-- Data shown follows --

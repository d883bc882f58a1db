// src/error/mod.rs

pub mod types;

pub use types::{AppError, AppResult, BackendError, ErrorKind};
// src/backend/rest.rs
//
// PostgREST table gateway over HTTPS.
//
// ARCHITECTURE:
// - One reqwest call per gateway method
// - Authenticates every request with the project API key
// - Maps non-2xx answers to BackendError without reinterpreting them
//
// CRITICAL RULES:
// - Never retries
// - Refuses unfiltered UPDATE / DELETE before anything is sent

use async_trait::async_trait;
use log::{debug, error, info};
use reqwest::{header, Client, Method, RequestBuilder, Response};
use serde::Deserialize;
use std::time::Duration;

use crate::backend::gateway::TableGateway;
use crate::backend::query::{filter_params, Filter, Query};
use crate::config::BackendConfig;
use crate::domain::Record;
use crate::error::{AppError, AppResult, BackendError};

const PREFER: &str = "Prefer";

/// Error body returned by PostgREST and the storage API.
///
/// PostgREST sends `code/message/details/hint`; storage sends
/// `statusCode/error/message`. Both are read leniently.
#[derive(Debug, Default, Deserialize)]
struct ErrorBody {
    code: Option<String>,
    message: Option<String>,
    details: Option<String>,
    hint: Option<String>,
    error: Option<String>,
}

/// Table gateway backed by the hosted REST API
pub struct RestBackend {
    rest_url: String,
    api_key: String,
    http_client: Client,
}

impl RestBackend {
    pub fn new(config: &BackendConfig) -> AppResult<Self> {
        Ok(Self {
            rest_url: config.rest_url(),
            api_key: config.api_key.clone(),
            http_client: build_http_client(config)?,
        })
    }

    pub fn rest_url(&self) -> &str {
        &self.rest_url
    }

    fn request(&self, method: Method, table: &str) -> RequestBuilder {
        let url = format!("{}/{}", self.rest_url, table);
        authorize(self.http_client.request(method, url), &self.api_key)
            .header(header::ACCEPT, "application/json")
    }

    async fn rows(response: Response) -> AppResult<Vec<Record>> {
        let rows: Vec<Record> = response.json().await?;
        Ok(rows)
    }

    fn first_row(table: &str, rows: Vec<Record>) -> AppResult<Record> {
        rows.into_iter()
            .next()
            .ok_or_else(|| AppError::Other(format!("Backend returned no row for '{}'", table)))
    }
}

#[async_trait]
impl TableGateway for RestBackend {
    async fn select(&self, table: &str, query: &Query) -> AppResult<Vec<Record>> {
        let params = query.to_params();
        debug!("GET {} {:?}", table, params);

        let response = send(self.request(Method::GET, table).query(&params)).await?;
        Self::rows(response).await
    }

    async fn insert(&self, table: &str, record: Record) -> AppResult<Record> {
        debug!("POST {}", table);

        let request = self
            .request(Method::POST, table)
            .header(PREFER, "return=representation")
            .query(&[("select", "*")])
            .json(&[record]);

        let rows = Self::rows(send(request).await?).await?;
        info!("Inserted row into {}", table);
        Self::first_row(table, rows)
    }

    async fn update(
        &self,
        table: &str,
        filters: &[Filter],
        changes: Record,
    ) -> AppResult<Vec<Record>> {
        ensure_filtered("update", table, filters)?;
        let mut params = filter_params(filters);
        params.push(("select".to_string(), "*".to_string()));
        debug!("PATCH {} {:?}", table, params);

        let request = self
            .request(Method::PATCH, table)
            .header(PREFER, "return=representation")
            .query(&params)
            .json(&changes);

        let rows = Self::rows(send(request).await?).await?;
        info!("Updated {} row(s) in {}", rows.len(), table);
        Ok(rows)
    }

    async fn delete(&self, table: &str, filters: &[Filter]) -> AppResult<()> {
        ensure_filtered("delete", table, filters)?;
        let params = filter_params(filters);
        debug!("DELETE {} {:?}", table, params);

        let request = self
            .request(Method::DELETE, table)
            .header(PREFER, "return=minimal")
            .query(&params);

        send(request).await?;
        info!("Deleted from {} where {:?}", table, params);
        Ok(())
    }

    async fn upsert(&self, table: &str, record: Record, on_conflict: &str) -> AppResult<Record> {
        debug!("POST {} (upsert on {})", table, on_conflict);

        let request = self
            .request(Method::POST, table)
            .header(PREFER, "resolution=merge-duplicates,return=representation")
            .query(&[("on_conflict", on_conflict), ("select", "*")])
            .json(&[record]);

        let rows = Self::rows(send(request).await?).await?;
        info!("Upserted row into {}", table);
        Self::first_row(table, rows)
    }

    async fn count(&self, table: &str, filters: &[Filter]) -> AppResult<u64> {
        let mut params = vec![("select".to_string(), "*".to_string())];
        params.extend(filter_params(filters));
        debug!("HEAD {} {:?}", table, params);

        let request = self
            .request(Method::HEAD, table)
            .header(PREFER, "count=exact")
            .query(&params);

        let response = send(request).await?;
        let content_range = response
            .headers()
            .get(header::CONTENT_RANGE)
            .and_then(|v| v.to_str().ok())
            .ok_or_else(|| AppError::Other(format!("No Content-Range in count of '{}'", table)))?;

        parse_content_range_total(content_range).ok_or_else(|| {
            AppError::Other(format!("Unreadable Content-Range '{}'", content_range))
        })
    }
}

// ============================================================================
// SHARED HTTP HELPERS (also used by the object store)
// ============================================================================

pub(crate) fn build_http_client(config: &BackendConfig) -> AppResult<Client> {
    let client = Client::builder()
        .timeout(Duration::from_secs(config.request_timeout_secs))
        .build()?;
    Ok(client)
}

pub(crate) fn authorize(request: RequestBuilder, api_key: &str) -> RequestBuilder {
    request
        .header("apikey", api_key)
        .header(header::AUTHORIZATION, format!("Bearer {}", api_key))
}

/// Send and turn any non-2xx status into [`AppError::Backend`]
pub(crate) async fn send(request: RequestBuilder) -> AppResult<Response> {
    let response = request.send().await?;
    if response.status().is_success() {
        return Ok(response);
    }

    let err = backend_error(response).await;
    error!("Backend request failed: {}", err);
    Err(AppError::Backend(err))
}

async fn backend_error(response: Response) -> BackendError {
    let status = response.status();
    let text = response.text().await.unwrap_or_default();
    let body: ErrorBody = serde_json::from_str(&text).unwrap_or_default();

    let message = body
        .message
        .or(body.error)
        .filter(|m| !m.is_empty())
        .or_else(|| (!text.trim().is_empty()).then(|| text.trim().to_string()))
        .unwrap_or_else(|| {
            status
                .canonical_reason()
                .unwrap_or("Request failed")
                .to_string()
        });

    BackendError {
        status: status.as_u16(),
        code: body.code,
        message,
        details: body.details,
        hint: body.hint,
    }
}

fn ensure_filtered(action: &str, table: &str, filters: &[Filter]) -> AppResult<()> {
    if filters.is_empty() {
        return Err(AppError::InvalidInput(format!(
            "Refusing to {} every row of '{}'",
            action, table
        )));
    }
    Ok(())
}

/// Total from `0-24/3573` or `*/0`
fn parse_content_range_total(value: &str) -> Option<u64> {
    value.rsplit_once('/')?.1.trim().parse().ok()
}

#[cfg(test)]
mod tests {
    use super::*;
    use serde_json::json;
    use wiremock::matchers::{body_json, header, method, path, query_param};
    use wiremock::{Mock, MockServer, ResponseTemplate};

    fn backend_for(server: &MockServer) -> RestBackend {
        let config = BackendConfig::new(server.uri(), "anon-key").unwrap();
        RestBackend::new(&config).unwrap()
    }

    fn record(value: serde_json::Value) -> Record {
        value.as_object().cloned().unwrap()
    }

    #[test]
    fn test_content_range_parsing() {
        assert_eq!(parse_content_range_total("0-24/3573"), Some(3573));
        assert_eq!(parse_content_range_total("*/0"), Some(0));
        assert_eq!(parse_content_range_total("*/*"), None);
        assert_eq!(parse_content_range_total("garbage"), None);
    }

    #[tokio::test]
    async fn test_select_sends_query_and_credentials() {
        let server = MockServer::start().await;
        Mock::given(method("GET"))
            .and(path("/rest/v1/sermons"))
            .and(query_param("select", "*"))
            .and(query_param("is_featured", "eq.true"))
            .and(query_param("order", "sermon_date.desc"))
            .and(query_param("limit", "3"))
            .and(header("apikey", "anon-key"))
            .and(header("authorization", "Bearer anon-key"))
            .respond_with(ResponseTemplate::new(200).set_body_json(json!([
                { "id": "s1", "title": "Grace" }
            ])))
            .expect(1)
            .mount(&server)
            .await;

        let query = Query::new()
            .filter(Filter::eq("is_featured", true))
            .order(crate::backend::query::Order::desc("sermon_date"))
            .limit(3);

        let rows = backend_for(&server).select("sermons", &query).await.unwrap();
        assert_eq!(rows.len(), 1);
        assert_eq!(rows[0]["title"], json!("Grace"));
    }

    #[tokio::test]
    async fn test_insert_asks_for_representation() {
        let server = MockServer::start().await;
        Mock::given(method("POST"))
            .and(path("/rest/v1/members"))
            .and(header("prefer", "return=representation"))
            .and(body_json(json!([{ "name": "Ruth" }])))
            .respond_with(
                ResponseTemplate::new(201)
                    .set_body_json(json!([{ "id": "m1", "name": "Ruth" }])),
            )
            .expect(1)
            .mount(&server)
            .await;

        let stored = backend_for(&server)
            .insert("members", record(json!({ "name": "Ruth" })))
            .await
            .unwrap();
        assert_eq!(stored["id"], json!("m1"));
    }

    #[tokio::test]
    async fn test_update_targets_filtered_rows() {
        let server = MockServer::start().await;
        Mock::given(method("PATCH"))
            .and(path("/rest/v1/profiles"))
            .and(query_param("id", "eq.u1"))
            .and(body_json(json!({ "role": "user" })))
            .respond_with(
                ResponseTemplate::new(200)
                    .set_body_json(json!([{ "id": "u1", "role": "user" }])),
            )
            .expect(1)
            .mount(&server)
            .await;

        let rows = backend_for(&server)
            .update(
                "profiles",
                &[Filter::eq("id", "u1")],
                record(json!({ "role": "user" })),
            )
            .await
            .unwrap();
        assert_eq!(rows[0]["role"], json!("user"));
    }

    #[tokio::test]
    async fn test_unfiltered_delete_is_refused_locally() {
        let server = MockServer::start().await;
        Mock::given(method("DELETE"))
            .respond_with(ResponseTemplate::new(204))
            .expect(0)
            .mount(&server)
            .await;

        let err = backend_for(&server).delete("events", &[]).await.unwrap_err();
        assert!(matches!(err, AppError::InvalidInput(_)));
    }

    #[tokio::test]
    async fn test_upsert_merges_on_conflict_key() {
        let server = MockServer::start().await;
        Mock::given(method("POST"))
            .and(path("/rest/v1/stripe_settings"))
            .and(query_param("on_conflict", "id"))
            .and(|req: &wiremock::Request| {
                req.headers.get("prefer").and_then(|v| v.to_str().ok())
                    == Some("resolution=merge-duplicates,return=representation")
            })
            .respond_with(
                ResponseTemplate::new(201)
                    .set_body_json(json!([{ "id": 1, "currency": "usd" }])),
            )
            .expect(1)
            .mount(&server)
            .await;

        let stored = backend_for(&server)
            .upsert(
                "stripe_settings",
                record(json!({ "id": 1, "currency": "usd" })),
                "id",
            )
            .await
            .unwrap();
        assert_eq!(stored["currency"], json!("usd"));
    }

    #[tokio::test]
    async fn test_count_reads_content_range() {
        let server = MockServer::start().await;
        Mock::given(method("HEAD"))
            .and(path("/rest/v1/profiles"))
            .and(query_param("role", "eq.admin"))
            .and(header("prefer", "count=exact"))
            .respond_with(ResponseTemplate::new(200).insert_header("content-range", "*/2"))
            .expect(1)
            .mount(&server)
            .await;

        let count = backend_for(&server)
            .count("profiles", &[Filter::eq("role", "admin")])
            .await
            .unwrap();
        assert_eq!(count, 2);
    }

    #[tokio::test]
    async fn test_backend_error_body_is_preserved() {
        let server = MockServer::start().await;
        Mock::given(method("POST"))
            .and(path("/rest/v1/email_subscribers"))
            .respond_with(ResponseTemplate::new(409).set_body_json(json!({
                "code": "23505",
                "message": "duplicate key value violates unique constraint",
                "details": "Key (email)=(a@b.org) already exists.",
                "hint": null
            })))
            .mount(&server)
            .await;

        let err = backend_for(&server)
            .insert("email_subscribers", record(json!({ "email": "a@b.org" })))
            .await
            .unwrap_err();

        match err {
            AppError::Backend(e) => {
                assert_eq!(e.status, 409);
                assert_eq!(e.code.as_deref(), Some("23505"));
                assert_eq!(e.message, "duplicate key value violates unique constraint");
                assert!(e.details.unwrap().contains("a@b.org"));
            }
            other => panic!("expected backend error, got {:?}", other),
        }
    }

    #[tokio::test]
    async fn test_plain_text_error_falls_back_to_body() {
        let server = MockServer::start().await;
        Mock::given(method("GET"))
            .respond_with(ResponseTemplate::new(503).set_body_string("upstream unavailable"))
            .mount(&server)
            .await;

        let err = backend_for(&server)
            .select("events", &Query::new())
            .await
            .unwrap_err();
        assert!(matches!(err, AppError::Backend(e) if e.message == "upstream unavailable" && e.status == 503));
    }
}
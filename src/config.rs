// src/config.rs
//
// Backend connection settings
//
// PRINCIPLES:
// - Explicit: nothing connects until a validated config exists
// - File first, environment overrides
// - The API key never appears in Debug output

use reqwest::Url;
use serde::{Deserialize, Serialize};
use std::path::{Path, PathBuf};

use crate::error::{AppError, AppResult};

pub const URL_ENV: &str = "SUPABASE_URL";
pub const API_KEY_ENV: &str = "SUPABASE_ANON_KEY";
pub const IMAGE_BUCKET_ENV: &str = "CHURCH_API_IMAGE_BUCKET";
pub const TIMEOUT_ENV: &str = "CHURCH_API_TIMEOUT_SECS";

pub const DEFAULT_IMAGE_BUCKET: &str = "images";
pub const DEFAULT_TIMEOUT_SECS: u64 = 30;

#[derive(Clone, PartialEq, Eq, Serialize, Deserialize)]
pub struct BackendConfig {
    /// Project URL, e.g. `https://abcd.supabase.co`
    pub url: String,
    pub api_key: String,
    #[serde(default = "default_image_bucket")]
    pub image_bucket: String,
    #[serde(default = "default_timeout_secs")]
    pub request_timeout_secs: u64,
}

/// Config file contents; every field may be overridden by the environment
#[derive(Debug, Default, Deserialize)]
struct ConfigFile {
    url: Option<String>,
    api_key: Option<String>,
    image_bucket: Option<String>,
    request_timeout_secs: Option<u64>,
}

fn default_image_bucket() -> String {
    DEFAULT_IMAGE_BUCKET.to_string()
}

fn default_timeout_secs() -> u64 {
    DEFAULT_TIMEOUT_SECS
}

impl BackendConfig {
    pub fn new(url: impl Into<String>, api_key: impl Into<String>) -> AppResult<Self> {
        let config = Self {
            url: url.into().trim().trim_end_matches('/').to_string(),
            api_key: api_key.into().trim().to_string(),
            image_bucket: default_image_bucket(),
            request_timeout_secs: DEFAULT_TIMEOUT_SECS,
        };
        config.validate()?;
        Ok(config)
    }

    pub fn with_image_bucket(mut self, bucket: impl Into<String>) -> AppResult<Self> {
        self.image_bucket = bucket.into();
        self.validate()?;
        Ok(self)
    }

    pub fn with_timeout_secs(mut self, secs: u64) -> AppResult<Self> {
        self.request_timeout_secs = secs;
        self.validate()?;
        Ok(self)
    }

    /// Read `SUPABASE_URL`, `SUPABASE_ANON_KEY` and the optional overrides
    pub fn from_env() -> AppResult<Self> {
        Self::from_lookup(|key| std::env::var(key).ok())
    }

    /// Same as [`from_env`](Self::from_env) with an arbitrary key lookup
    pub fn from_lookup<F>(lookup: F) -> AppResult<Self>
    where
        F: Fn(&str) -> Option<String>,
    {
        Self::merge(ConfigFile::default(), lookup)
    }

    /// Load the config file (if any) and apply environment overrides
    pub fn load() -> AppResult<Self> {
        let path = get_config_path()?;
        Self::load_from(&path, |key| std::env::var(key).ok())
    }

    /// Load from an explicit file path; a missing file is not an error
    pub fn load_from<F>(path: &Path, lookup: F) -> AppResult<Self>
    where
        F: Fn(&str) -> Option<String>,
    {
        let file = if path.exists() {
            let raw = std::fs::read_to_string(path)?;
            serde_json::from_str(&raw).map_err(|e| {
                AppError::Config(format!("Invalid config file {}: {}", path.display(), e))
            })?
        } else {
            ConfigFile::default()
        };

        Self::merge(file, lookup)
    }

    fn merge<F>(file: ConfigFile, lookup: F) -> AppResult<Self>
    where
        F: Fn(&str) -> Option<String>,
    {
        let non_empty = |key: &str| lookup(key).filter(|v| !v.trim().is_empty());

        let url = non_empty(URL_ENV)
            .or(file.url)
            .ok_or_else(|| AppError::Config(format!("{} is not set", URL_ENV)))?;
        let api_key = non_empty(API_KEY_ENV)
            .or(file.api_key)
            .ok_or_else(|| AppError::Config(format!("{} is not set", API_KEY_ENV)))?;

        let mut config = Self::new(url, api_key)?;

        if let Some(bucket) = non_empty(IMAGE_BUCKET_ENV).or(file.image_bucket) {
            config = config.with_image_bucket(bucket)?;
        }

        let timeout = match non_empty(TIMEOUT_ENV) {
            Some(raw) => Some(raw.trim().parse::<u64>().map_err(|e| {
                AppError::Config(format!("{} must be a number of seconds: {}", TIMEOUT_ENV, e))
            })?),
            None => file.request_timeout_secs,
        };
        if let Some(secs) = timeout {
            config = config.with_timeout_secs(secs)?;
        }

        Ok(config)
    }

    pub fn validate(&self) -> AppResult<()> {
        let url = Url::parse(&self.url)
            .map_err(|e| AppError::Config(format!("Invalid backend URL '{}': {}", self.url, e)))?;
        if !matches!(url.scheme(), "http" | "https") {
            return Err(AppError::Config(format!(
                "Backend URL must be http(s), got '{}'",
                url.scheme()
            )));
        }
        if self.api_key.is_empty() {
            return Err(AppError::Config("API key cannot be empty".to_string()));
        }
        if self.image_bucket.is_empty() || self.image_bucket.contains('/') {
            return Err(AppError::Config(format!(
                "Invalid image bucket '{}'",
                self.image_bucket
            )));
        }
        if self.request_timeout_secs == 0 {
            return Err(AppError::Config("Request timeout must be positive".to_string()));
        }
        Ok(())
    }

    /// Base URL of the table API
    pub fn rest_url(&self) -> String {
        format!("{}/rest/v1", self.url)
    }

    /// Base URL of the object store API
    pub fn storage_url(&self) -> String {
        format!("{}/storage/v1", self.url)
    }
}

impl std::fmt::Debug for BackendConfig {
    fn fmt(&self, f: &mut std::fmt::Formatter<'_>) -> std::fmt::Result {
        f.debug_struct("BackendConfig")
            .field("url", &self.url)
            .field("api_key", &"<redacted>")
            .field("image_bucket", &self.image_bucket)
            .field("request_timeout_secs", &self.request_timeout_secs)
            .finish()
    }
}

/// Get the config file path
///
/// Path structure: {CONFIG_DIR}/church-api/backend.json
pub fn get_config_path() -> AppResult<PathBuf> {
    let config_dir = dirs::config_dir()
        .ok_or_else(|| AppError::Config("Could not determine config directory".to_string()))?;

    Ok(config_dir.join("church-api").join("backend.json"))
}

-- Data shown concluded --

▶ [Exercise directions]
Collect the complete line wherever the string "unique" appears in the records.

▶ [Written response]
                "message": "duplicate key value violates unique constraint",
                assert_eq!(e.message, "duplicate key value violates unique constraint");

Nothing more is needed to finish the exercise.